INGEBORG BACHMANN, VERRÀ UN GIORNO – MARIETTI 1820, MILANO 2009

Di Ingeborg Bachmann (1926-1973), poetessa, scrittrice e giornalista austriaca, la casa editrice Adelphi ha pubblicato quasi tutta la produzione in prosa e in versi, giustamente rendendole il tributo che merita in quanto una delle maggiori autrici europee del secondo dopoguerra. Ma il volume che mi pare giusto segnalare a chi volesse avvicinarsi alla sua produzione, è stato invece edito da Marietti una decina di anni fa, con il titolo Verrà un giorno, e il sottotitolo Conversazioni romane.

Si tratta di un libro illustrato con diverse fotografie che ritraggono l’autrice a Roma, dove lei scelse di stabilirsi, dopo un lungo girovagare in diverse nazioni, a partire dal 1953, e dove trovò la morte nella sua casa di Via Giulia 66, in seguito a un tragico incidente, per le gravissime ustioni provocatele dalla sua stessa sigaretta. La sua fu un’esistenza sofferta e inquieta, segnata da dipendenze dall’alcol e da psicofarmaci, da frequenti ricoveri in cliniche psichiatriche e da molte delusioni sentimentali (tra i suoi amori, si citano come particolarmente importanti quelli con Paul Celan, Max Frisch e il compositore Hans Werner Henze). Il volume riporta la sceneggiatura del film “Ingeborg Bachmann in Italia” girato da Gerda Haller  pochi mesi prima della morte della scrittrice, e ne costituisce così una sorta di testamento spirituale, offrendo ai lettori fondamentali riflessioni sulla letteratura, sulla politica, sul rapporto tra i sessi, e una visione inedita della personalità della Bachmann. A cominciare dalla premessa, con una esplicita dichiarazione d’amore per la sua città elettiva, Roma, dove “le persone sono un po’ più belle e molto gentili”, riescono a non prendere le cose troppo sul serio, sono pazienti e solidali tra loro. Dagli italiani, afferma, ha imparato il modo di vivere, di godere della bellezza del cielo e delle architetture, degli incontri con gente comune o con intellettuali autorevoli: persone capaci ancora di impegnarsi e di lottare (si era nel 1973…).

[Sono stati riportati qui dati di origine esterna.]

use thiserror::Error;

/// Errors reported by a render pass.
#[derive(Error, Debug, Clone, PartialEq, Eq)]
pub enum RenderError {
    #[error("invalid render settings: {0}")]
    InvalidSettings(String),

    #[error("render worker for rows {start_row}..{end_row} panicked: {message}")]
    WorkerPanicked {
        start_row: u32,
        end_row: u32,
        message: String,
    },
}

pub type RenderResult<T> = Result<T, RenderError>;
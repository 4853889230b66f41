//! Uncompressed 24-bit BMP reading and writing.
//!
//! Layout: 14-byte file header, 40-byte BITMAPINFOHEADER, then pixel rows
//! stored bottom-to-top as B,G,R bytes with each row padded to 4 bytes.

use std::fs;
use std::io::{self, Cursor, Read, Write};
use std::path::{Path, PathBuf};

use byteorder::{LittleEndian, ReadBytesExt, WriteBytesExt};
use lux_math::Color;
use thiserror::Error;

use crate::texture::{color_to_rgb8, Texture};

/// "BM"
pub const SIGNATURE: u16 = 0x4D42;
const FILE_HEADER_SIZE: u32 = 14;
const INFO_HEADER_SIZE: u32 = 40;
/// Offset of the pixel array in files we write.
pub const HEADER_SIZE: u32 = FILE_HEADER_SIZE + INFO_HEADER_SIZE;
const BITS_PER_PIXEL: u16 = 24;
const COMPRESSION_NONE: u32 = 0;
/// 72 DPI
const PIXELS_PER_METER: i32 = 2835;

/// Errors that can occur while reading or writing BMP files.
#[derive(Error, Debug)]
pub enum BmpError {
    #[error("IO error: {0}")]
    Io(#[from] io::Error),

    #[error("not a BMP file (signature {0:#06x})")]
    BadSignature(u16),

    #[error("unsupported bit depth {0}, only 24-bit is supported")]
    UnsupportedBitDepth(u16),

    #[error("unsupported compression {0}, only uncompressed files are supported")]
    UnsupportedCompression(u32),

    #[error("invalid image dimensions {width}x{height}")]
    InvalidDimensions { width: i64, height: i64 },

    #[error("file ends before the pixel data does")]
    Truncated,
}

impl BmpError {
    /// True for errors about the file contents, as opposed to I/O failures.
    pub fn is_format_error(&self) -> bool {
        !matches!(self, BmpError::Io(_))
    }
}

pub type BmpResult<T> = Result<T, BmpError>;

/// Bytes per stored row, padded to a multiple of 4.
#[inline]
fn row_stride(width: usize) -> usize {
    (width * 3 + 3) & !3
}

/// Encode a texture as a complete BMP file in memory.
pub fn encode(texture: &Texture) -> BmpResult<Vec<u8>> {
    let width = texture.width() as usize;
    let height = texture.height() as usize;
    let stride = row_stride(width);

    let too_big = || BmpError::InvalidDimensions {
        width: width as i64,
        height: height as i64,
    };
    let data_size = u32::try_from(stride * height).map_err(|_| too_big())?;
    let file_size = data_size.checked_add(HEADER_SIZE).ok_or_else(too_big)?;
    let width_field = i32::try_from(width).map_err(|_| too_big())?;
    let height_field = i32::try_from(height).map_err(|_| too_big())?;

    let mut out = Vec::with_capacity(file_size as usize);

    // File header
    out.write_u16::<LittleEndian>(SIGNATURE)?;
    out.write_u32::<LittleEndian>(file_size)?;
    out.write_u16::<LittleEndian>(0)?;
    out.write_u16::<LittleEndian>(0)?;
    out.write_u32::<LittleEndian>(HEADER_SIZE)?;

    // Info header
    out.write_u32::<LittleEndian>(INFO_HEADER_SIZE)?;
    out.write_i32::<LittleEndian>(width_field)?;
    out.write_i32::<LittleEndian>(height_field)?;
    out.write_u16::<LittleEndian>(1)?;
    out.write_u16::<LittleEndian>(BITS_PER_PIXEL)?;
    out.write_u32::<LittleEndian>(COMPRESSION_NONE)?;
    out.write_u32::<LittleEndian>(data_size)?;
    out.write_i32::<LittleEndian>(PIXELS_PER_METER)?;
    out.write_i32::<LittleEndian>(PIXELS_PER_METER)?;
    out.write_u32::<LittleEndian>(0)?;
    out.write_u32::<LittleEndian>(0)?;

    let mut row = vec![0u8; stride];
    for y in (0..texture.height()).rev() {
        for (x, color) in texture.row(y).iter().enumerate() {
            let [r, g, b] = color_to_rgb8(*color);
            row[x * 3..x * 3 + 3].copy_from_slice(&[b, g, r]);
        }
        out.extend_from_slice(&row);
    }

    Ok(out)
}

/// Write a texture as BMP to any writer.
pub fn write_to<W: Write>(texture: &Texture, mut writer: W) -> BmpResult<()> {
    let bytes = encode(texture)?;
    writer.write_all(&bytes)?;
    Ok(())
}

/// Save a texture as a BMP file.
///
/// The file is encoded in memory and written to a sibling temporary file,
/// which then replaces `path`. On any failure an existing file at `path` is
/// left as it was.
pub fn save(texture: &Texture, path: impl AsRef<Path>) -> BmpResult<()> {
    let path = path.as_ref();
    let bytes = encode(texture)?;

    let mut partial = path.as_os_str().to_owned();
    partial.push(".partial");
    let partial = PathBuf::from(partial);

    let result = fs::write(&partial, &bytes).and_then(|()| fs::rename(&partial, path));
    if let Err(e) = result {
        let _ = fs::remove_file(&partial);
        return Err(e.into());
    }

    log::debug!(
        "Wrote {}x{} BMP to {} ({} bytes)",
        texture.width(),
        texture.height(),
        path.display(),
        bytes.len()
    );
    Ok(())
}

fn truncated_on_eof(e: io::Error) -> BmpError {
    if e.kind() == io::ErrorKind::UnexpectedEof {
        BmpError::Truncated
    } else {
        BmpError::Io(e)
    }
}

/// Decode a BMP from any reader.
pub fn decode<R: Read>(mut reader: R) -> BmpResult<Texture> {
    let mut header = [0u8; HEADER_SIZE as usize];
    reader.read_exact(&mut header).map_err(truncated_on_eof)?;
    let mut h = Cursor::new(&header[..]);

    let signature = h.read_u16::<LittleEndian>()?;
    if signature != SIGNATURE {
        return Err(BmpError::BadSignature(signature));
    }
    let _file_size = h.read_u32::<LittleEndian>()?;
    let _reserved = h.read_u32::<LittleEndian>()?;
    let pixel_offset = h.read_u32::<LittleEndian>()?;

    let _info_size = h.read_u32::<LittleEndian>()?;
    let width = h.read_i32::<LittleEndian>()?;
    let height = h.read_i32::<LittleEndian>()?;
    let _planes = h.read_u16::<LittleEndian>()?;
    let bit_count = h.read_u16::<LittleEndian>()?;
    let compression = h.read_u32::<LittleEndian>()?;

    if bit_count != BITS_PER_PIXEL {
        return Err(BmpError::UnsupportedBitDepth(bit_count));
    }
    if compression != COMPRESSION_NONE {
        return Err(BmpError::UnsupportedCompression(compression));
    }
    if width <= 0 || height <= 0 || pixel_offset < HEADER_SIZE {
        return Err(BmpError::InvalidDimensions {
            width: width as i64,
            height: height as i64,
        });
    }

    // Skip anything between the headers and the pixel array
    let gap = u64::from(pixel_offset - HEADER_SIZE);
    let skipped = io::copy(&mut reader.by_ref().take(gap), &mut io::sink())?;
    if skipped != gap {
        return Err(BmpError::Truncated);
    }

    let (width, height) = (width as u32, height as u32);
    let stride = row_stride(width as usize);
    let pixel_count = (width as usize).checked_mul(height as usize);
    if pixel_count.is_none() || stride.checked_mul(height as usize).is_none() {
        return Err(BmpError::InvalidDimensions {
            width: width as i64,
            height: height as i64,
        });
    }

    // Buffers grow only as pixel data actually arrives, so a header that
    // claims a huge image fails as truncated instead of allocating up front.
    let mut row = Vec::new();
    let mut bottom_up = Vec::new();
    for _ in 0..height {
        row.clear();
        reader.by_ref().take(stride as u64).read_to_end(&mut row)?;
        if row.len() != stride {
            return Err(BmpError::Truncated);
        }
        bottom_up.extend(row.chunks_exact(3).take(width as usize).map(|bgr| {
            Color::new(bgr[2] as f32, bgr[1] as f32, bgr[0] as f32) / 255.0
        }));
    }

    // Stored rows run bottom to top
    let pixels = bottom_up
        .chunks_exact(width as usize)
        .rev()
        .flatten()
        .copied()
        .collect();
    Texture::from_pixels(width, height, pixels).ok_or(BmpError::Truncated)
}

/// Load a BMP file into a texture.
pub fn load(path: impl AsRef<Path>) -> BmpResult<Texture> {
    let file = fs::File::open(path.as_ref())?;
    decode(io::BufReader::new(file))
}
//! Hit record and the intersection capability shared by all shapes.

use lux_math::{Interval, Ray, Vec3};

/// Distance reported by a hit record that has not recorded a hit.
pub const NO_HIT: f32 = f32::MAX;

/// Tolerance for the front/back face classification.
pub const FACE_EPSILON: f32 = 1e-6;

/// Record of a ray-surface intersection.
#[derive(Debug, Clone, Copy, PartialEq)]
pub struct Intersection {
    /// Ray parameter of the hit (a world-space distance, rays are unit length)
    pub distance: f32,
    /// Surface normal at the hit, oriented against the incoming ray
    pub normal: Vec3,
    /// Whether the ray arrived from the inside of the surface
    pub is_back_face: bool,
}

impl Default for Intersection {
    fn default() -> Self {
        Self {
            distance: NO_HIT,
            normal: Vec3::ZERO,
            is_back_face: false,
        }
    }
}

impl Intersection {
    /// Whether this record holds a hit.
    pub fn is_hit(&self) -> bool {
        self.distance < NO_HIT
    }

    /// Set the normal from the geometric outward normal.
    ///
    /// The stored normal always opposes the ray direction; `is_back_face`
    /// remembers whether it had to be flipped.
    pub fn set_face_normal(&mut self, ray: &Ray, outward_normal: Vec3) {
        self.is_back_face = ray.direction().dot(outward_normal) > FACE_EPSILON;
        self.normal = if self.is_back_face {
            -outward_normal
        } else {
            outward_normal
        };
    }
}

/// Anything a ray can be tested against.
pub trait Intersectable: Send + Sync {
    /// Test the ray against this surface for parameters in `ray_t`
    /// (lower bound inclusive, upper bound exclusive).
    ///
    /// Fills `hit` and returns true on a hit. `hit` is left untouched on a
    /// miss. Implementations are pure: identical inputs give identical output.
    fn intersect(&self, ray: &Ray, ray_t: Interval, hit: &mut Intersection) -> bool;
}
//! Lux Renderer - CPU path tracing
//!
//! A Monte Carlo path tracer over a `lux_core::Scene`:
//! - Iterative light transport with emission, diffuse/mirror mixing,
//!   Russian roulette and exponential fog
//! - Pinhole or thin-lens camera
//! - Row-band scheduling on rayon, reproducible for a given seed
//!
//! # Example
//!
//! ```
//! use std::sync::Arc;
//! use lux_core::{Material, Scene, Sphere, Texture};
//! use lux_math::{Color, Vec3};
//! use lux_renderer::{render, Camera, RenderSettings};
//!
//! let mut scene = Scene::new();
//! let grey = Arc::new(Material::diffuse(Color::splat(0.5)).unwrap());
//! scene.add(Sphere::new(Vec3::new(0.0, 0.0, -3.0), 1.0), &grey).unwrap();
//!
//! let camera = Camera::new(Vec3::ZERO, -Vec3::Z, Vec3::Y, 0.5, 1.0);
//! let settings = RenderSettings { samples_per_pixel: 2, ..Default::default() };
//! let mut framebuffer = Texture::new(8, 8);
//!
//! let stats = render(&scene, &camera, &settings, &mut framebuffer).unwrap();
//! assert_eq!(stats.rows, 8);
//! ```

mod camera;
mod error;
mod integrator;
pub mod sampler;
mod scheduler;
mod settings;

pub use camera::Camera;
pub use error::{RenderError, RenderResult};
pub use integrator::{
    trace, DEPTH_DEBUG_RANGE, ROULETTE_DEPTH, SURFACE_OFFSET, THROUGHPUT_CUTOFF,
};
pub use sampler::Sampler;
pub use scheduler::{generate_bands, render, render_pixel, Band, RenderStats};
pub use settings::{DebugMode, RenderSettings};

Ingeborg Bachmann rivela in queste conversazioni il suo consapevole femminismo, la sua ostilità verso il matrimonio e verso qualsiasi costrizione della libertà individuale, e contemporaneamente esprime una visione ingenuamente utopistica sul futuro, destinato a una redenzione universale, all’amore, alla bontà. “Verrà un giorno”, ripete ostinatamente, che riscatterà il genere umano da ogni sofferenza e ingiustizia. Incalzata dalla regista Gerda Haller, pronuncia un credo di ottimismo con i versi della sua poesia più famosa, La Boemia è sul mare: “Io confino ancora con una parola e con una terra diversa, / io confino, anche se poco, sempre più con tutto, // un boemo, un errante, che nulla ha, nulla trattiene, / capace ancora soltanto di vedere dal mare, che è / controverso, la terra della mia Elezione”.

Il libro è introdotto e concluso da due approfonditi contributi critici, di Hans Hōller e di Judith Kasper, che indagano sia le posizioni ideologiche della Bachmann, sia il suo rapporto con la scrittura in versi, ma soprattutto la sua disposizione etica nei confronti del mondo in cui si è trovata a vivere.